Não deve causar nenhum espanto, assim, que 61% dos professores se sintam esgotados ao final de um dia do trabalho com alta frequência e que 52% sintam estar no seu limite, de algumas vezes por mês até todos os dias; 48% acham com alguma frequência que o seu trabalho pode estar lhes endurecendo emocionalmente. Esse burnout não é apenas um problema individual dos professores, mas tem claras repercussões institucionais e funcionais, como redução do aprendizado dos alunos, maior taxa de ausência dos professores, maior turnover nas escolas etc. No limite, isso chega à depressão, que nessa pesquisa atingiu 16,6% de todos os entrevistados. A taxa brasileira é mais alta que os parâmetros internacionais, que sugerem taxas de depressão docente entre 5% e 10%, como calculadas pela Nuffield Foundation e pelo UCL Institute of Education de Londres. Em particular, chama atenção no caso brasileiro o fato de que 14%, em algum momento, consideraram o suicídio. Esse é um problema grave de saúde pública que não deve ser ignorado.

Ano passado, a Nova Escola conduziu uma pesquisa que mostrou que 72% dos educadores tiveram sua saúde mental afetada pela pandemia. As evidências que coletamos na pesquisa do Instituto TIM detalharam alguns aspectos da saga enfrentada pelos professores nessa pandemia: 78% tiveram problemas com seu sono, 67% enfrentaram problemas financeiros por conta da pandemia, 66% tiveram dificuldade de adaptação às aulas não presenciais e 58% lutaram contra obstáculos para ministrar aulas remotas de suas casas, como barulho e interrupções.

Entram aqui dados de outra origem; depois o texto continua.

use clap::Parser;
use std::process;
use taxi_processor::cli::{args::Args, commands};

fn main() {
    let args = Args::parse();

    // If no subcommand was provided, show help and available commands
    if args.command.is_none() {
        show_help_and_commands();
        process::exit(0);
    }

    match commands::run(args) {
        Ok(()) => {
            process::exit(0);
        }
        Err(error) => {
            eprintln!("Error: {}", error);
            process::exit(1);
        }
    }
}

/// Show help information and available commands when no subcommand is provided
fn show_help_and_commands() {
    println!("Taxi Processor - NYC Trip Data Cleaner and Dashboard");
    println!("====================================================");
    println!();
    println!("Clean NYC TLC yellow taxi trip records into an optimized Parquet");
    println!("dataset and explore them through filterable aggregate views.");
    println!();
    println!("USAGE:");
    println!("    taxi-processor <COMMAND> [OPTIONS]");
    println!();
    println!("COMMANDS:");
    println!("    process      Clean raw trip CSVs into the enriched Parquet dataset");
    println!("    report       Compute the aggregate views once and print or export them");
    println!("    dashboard    Launch the interactive dashboard session");
    println!("    help         Show this help message or help for specific commands");
    println!();
    println!("OPTIONS:");
    println!("    -h, --help       Show help information");
    println!("    -V, --version    Show version information");
    println!();
    println!("EXAMPLES:");
    println!("    # Clean a month of raw trips into the default location:");
    println!("    taxi-processor process --input raw/yellow_tripdata_2024-01.csv");
    println!();
    println!("    # Export the aggregate views for January mornings as JSON:");
    println!("    taxi-processor report --start-date 2024-01-01 --end-date 2024-01-31 \\");
    println!("                          --hours 6-11 --format json");
    println!();
    println!("    # Launch the interactive dashboard:");
    println!("    taxi-processor dashboard");
    println!();
    println!("For detailed help on any command, use:");
    println!("    taxi-processor <COMMAND> --help");
}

Isso quer dizer que o burnout e a depressão dos professores pioraram de forma geral com a pandemia? Não. O surpreendente das evidências coletadas é que a situação “normal” dos professores é tão devastadoramente perversa que a pandemia acabou aliviando essa pressão. O sentimento de desânimo ou falta de esperança caiu 20%; o sentimento de cansaço e falta de energia caiu 23%; e o sentimento de não gostar de si mesmo caiu 14%. Mais importante, a consideração sobre o suicídio caiu 15%. A pesquisa explorou dezenas de variáveis que sinalizam essa tendência. Como tal, a melhor analogia para entender o que aconteceu (e ainda está acontecendo) talvez seja como meio ambiente. A pandemia, ao parar a economia, mostrou o céu azul de algumas cidades. Do mesmo modo, o burnout e a depressão são tão elevadas que a parada da pandemia fez com que os professores pudessem respirar um pouco.

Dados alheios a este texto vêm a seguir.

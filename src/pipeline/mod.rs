//! Cleaning/feature pipeline for raw trip datasets.
//!
//! Orchestrates the batch workflow: discover raw CSV files, read and
//! validate them, clean and enrich the records, and persist the result
//! as an optimized Parquet file with a per-reason drop audit.

pub mod cleaning;
pub mod discovery;
pub mod writer;

use self::cleaning::{clean_trips, ensure_total_amount};
use self::discovery::discover_raw_files;
use self::writer::ParquetWriter;

use crate::config::AppConfig;
use crate::error::{Result, TaxiError};
use crate::models::{DropReason, PipelineStats};
use crate::schema::{raw_schema_overrides, validate_raw_columns};

use colored::*;
use indicatif::{ProgressBar, ProgressStyle};
use polars::prelude::*;
use std::path::{Path, PathBuf};
use std::sync::Arc;
use std::time::Instant;
use tracing::{debug, info};

/// Batch pipeline from raw trip CSVs to the enriched Parquet dataset
#[derive(Debug)]
pub struct TripPipeline {
    input_path: PathBuf,
    output_path: PathBuf,
    config: AppConfig,
    show_progress: bool,
}

impl TripPipeline {
    /// Create a pipeline for an input file or directory
    pub fn new(input_path: PathBuf, output_path: PathBuf) -> Self {
        Self {
            input_path,
            output_path,
            config: AppConfig::default(),
            show_progress: true,
        }
    }

    /// Configure the pipeline
    pub fn with_config(mut self, config: AppConfig) -> Self {
        self.config = config;
        self
    }

    /// Disable the progress bar, for quiet mode and tests
    pub fn without_progress(mut self) -> Self {
        self.show_progress = false;
        self
    }

    /// Run the complete pipeline and report statistics.
    ///
    /// Fails fast when the input is missing; individual malformed rows
    /// are excluded silently and surface only in the drop audit.
    pub fn run(&self) -> Result<PipelineStats> {
        let start_time = Instant::now();

        info!(
            "Starting trip pipeline: {} -> {}",
            self.input_path.display(),
            self.output_path.display()
        );

        let files = discover_raw_files(&self.input_path)?;
        debug!("Processing {} raw files", files.len());

        let progress = self.file_progress_bar(files.len() as u64);

        let mut frames = Vec::with_capacity(files.len());
        let mut rows_read = 0u64;
        for file in &files {
            if let Some(pb) = &progress {
                if let Some(name) = file.file_name() {
                    pb.set_message(format!("Reading: {}", name.to_string_lossy()));
                }
            }

            let df = self.read_raw_file(file)?;
            rows_read += df.height() as u64;
            frames.push(df.lazy());

            if let Some(pb) = &progress {
                pb.inc(1);
            }
        }
        if let Some(pb) = &progress {
            pb.finish_with_message("Raw files read");
        }

        // Monthly exports occasionally differ in optional columns, so the
        // union is diagonal rather than strictly positional
        let raw = concat_lf_diagonal(frames, UnionArgs::default())?.collect()?;
        let raw = ensure_total_amount(raw)?;

        let (mut cleaned, drops) = clean_trips(raw, &self.config.cleaning)?;

        let writer = ParquetWriter::new(self.output_path.clone(), self.config.parquet.clone());
        let rows_written = writer.write(&mut cleaned)? as u64;

        let stats = PipelineStats {
            files_read: files.len(),
            rows_read,
            rows_written,
            drops,
            output_path: self.output_path.clone(),
            processing_time_ms: start_time.elapsed().as_millis(),
        };

        info!(
            "Pipeline complete: {} rows written ({:.1}% retained) in {}ms",
            stats.rows_written,
            stats.retention_rate(),
            stats.processing_time_ms
        );

        Ok(stats)
    }

    /// Read a single raw CSV with dtype overrides; unparseable numeric
    /// values become nulls for the cleaning stage to count
    fn read_raw_file(&self, path: &Path) -> Result<DataFrame> {
        let df = CsvReadOptions::default()
            .with_has_header(true)
            .with_ignore_errors(true)
            .with_schema_overwrite(Some(Arc::new(raw_schema_overrides())))
            .try_into_reader_with_file_path(Some(path.to_path_buf()))
            .map_err(|e| {
                TaxiError::processing_failed(path, format!("failed to open raw file: {}", e))
            })?
            .finish()
            .map_err(|e| {
                TaxiError::processing_failed(path, format!("failed to read raw file: {}", e))
            })?;

        validate_raw_columns(&df, path)?;
        debug!("Read {} rows from {}", df.height(), path.display());
        Ok(df)
    }

    fn file_progress_bar(&self, total: u64) -> Option<ProgressBar> {
        if !self.show_progress {
            return None;
        }
        let pb = ProgressBar::new(total);
        pb.set_style(
            ProgressStyle::default_bar()
                .template(
                    "{spinner:.green} [{elapsed_precise}] [{bar:40.cyan/blue}] {pos}/{len} {msg}",
                )
                .unwrap_or_else(|_| ProgressStyle::default_bar())
                .progress_chars("#>-"),
        );
        Some(pb)
    }
}

/// Print the pipeline summary and drop audit to the terminal
pub fn print_pipeline_summary(stats: &PipelineStats) {
    println!("\n{}", "Processing Summary".bright_green().bold());
    println!(
        "  {} {}",
        "Files read:".bright_cyan(),
        stats.files_read.to_string().bright_white()
    );
    println!(
        "  {} {}",
        "Rows read:".bright_cyan(),
        stats.rows_read.to_string().bright_white()
    );
    println!(
        "  {} {} ({:.1}% retained)",
        "Rows written:".bright_cyan(),
        stats.rows_written.to_string().bright_white().bold(),
        stats.retention_rate()
    );
    println!(
        "  {} {}",
        "Output:".bright_cyan(),
        stats.output_path.display()
    );
    println!(
        "  {} {}ms",
        "Time elapsed:".bright_cyan(),
        stats.processing_time_ms.to_string().bright_white()
    );

    println!("\n{}", "Drop Audit".bright_yellow().bold());
    if stats.drops.total() == 0 {
        println!("  {}", "No rows dropped".bright_green());
        return;
    }
    for reason in DropReason::ALL {
        let count = stats.drops.get(*reason);
        if count > 0 {
            println!(
                "  {:<26} {}",
                format!("{}:", reason.description()).bright_cyan(),
                count.to_string().bright_red()
            );
        }
    }
    println!(
        "  {:<26} {}",
        "total dropped:".bright_cyan(),
        stats.drops.total().to_string().bright_red().bold()
    );
}

#[cfg(test)]
mod tests {
    use super::*;
    use std::fs;

    const RAW_HEADER: &str = "tpep_pickup_datetime,tpep_dropoff_datetime,passenger_count,trip_distance,PULocationID,DOLocationID,payment_type,fare_amount,total_amount\n";

    fn write_raw_csv(dir: &Path, name: &str, rows: &[&str]) -> PathBuf {
        let path = dir.join(name);
        let mut contents = String::from(RAW_HEADER);
        for row in rows {
            contents.push_str(row);
            contents.push('\n');
        }
        fs::write(&path, contents).unwrap();
        path
    }

    #[test]
    fn test_pipeline_end_to_end() {
        let dir = tempfile::TempDir::new().unwrap();
        let input = write_raw_csv(
            dir.path(),
            "yellow_tripdata_2024-01.csv",
            &[
                "2024-01-01 08:00:00,2024-01-01 08:15:00,1,3.0,132,48,1,14.5,17.0",
                "2024-01-01 09:30:00,2024-01-01 09:00:00,1,2.0,132,48,1,10.0,12.5",
                "2024-01-01 10:00:00,2024-01-01 10:20:00,2,5.0,161,230,2,21.0,21.0",
            ],
        );
        let output = dir.path().join("cleaned.parquet");

        let stats = TripPipeline::new(input, output.clone())
            .without_progress()
            .run()
            .unwrap();

        assert_eq!(stats.files_read, 1);
        assert_eq!(stats.rows_read, 3);
        assert_eq!(stats.rows_written, 2);
        assert_eq!(stats.drops.invalid_timestamp, 1);
        assert!(output.exists());
    }

    #[test]
    fn test_pipeline_merges_directory_of_files() {
        let dir = tempfile::TempDir::new().unwrap();
        let input_dir = dir.path().join("raw");
        fs::create_dir_all(&input_dir).unwrap();
        write_raw_csv(
            &input_dir,
            "yellow_tripdata_2024-01.csv",
            &["2024-01-01 08:00:00,2024-01-01 08:15:00,1,3.0,132,48,1,14.5,17.0"],
        );
        write_raw_csv(
            &input_dir,
            "yellow_tripdata_2024-02.csv",
            &["2024-02-01 18:00:00,2024-02-01 18:30:00,1,6.0,161,230,2,25.0,25.0"],
        );
        let output = dir.path().join("cleaned.parquet");

        let stats = TripPipeline::new(input_dir, output)
            .without_progress()
            .run()
            .unwrap();

        assert_eq!(stats.files_read, 2);
        assert_eq!(stats.rows_written, 2);
    }

    #[test]
    fn test_pipeline_missing_input_is_fatal() {
        let dir = tempfile::TempDir::new().unwrap();
        let result = TripPipeline::new(
            dir.path().join("missing.csv"),
            dir.path().join("out.parquet"),
        )
        .without_progress()
        .run();

        assert!(matches!(result, Err(TaxiError::DatasetNotFound { .. })));
    }
}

Ensinar é um ato de amor. Além do mero conhecimento, exige motivação, carinho, preparação, planejamento, empatia, algo de entusiasmo e uma atitude positiva em relação ao futuro. Professores com burnout ou com sintomas de depressão não conseguem dar de si o que é necessário para uma educação de qualidade. Precisam de cuidado para que cuidemos todos de nosso futuro.

Flavio Comim é professor da IQS School of Management (Barcelona) e da Universidade de Cambridge, responsável pela pesquisa e um dos idealizadores do projeto “O Círculo da Matemática no Brasil”.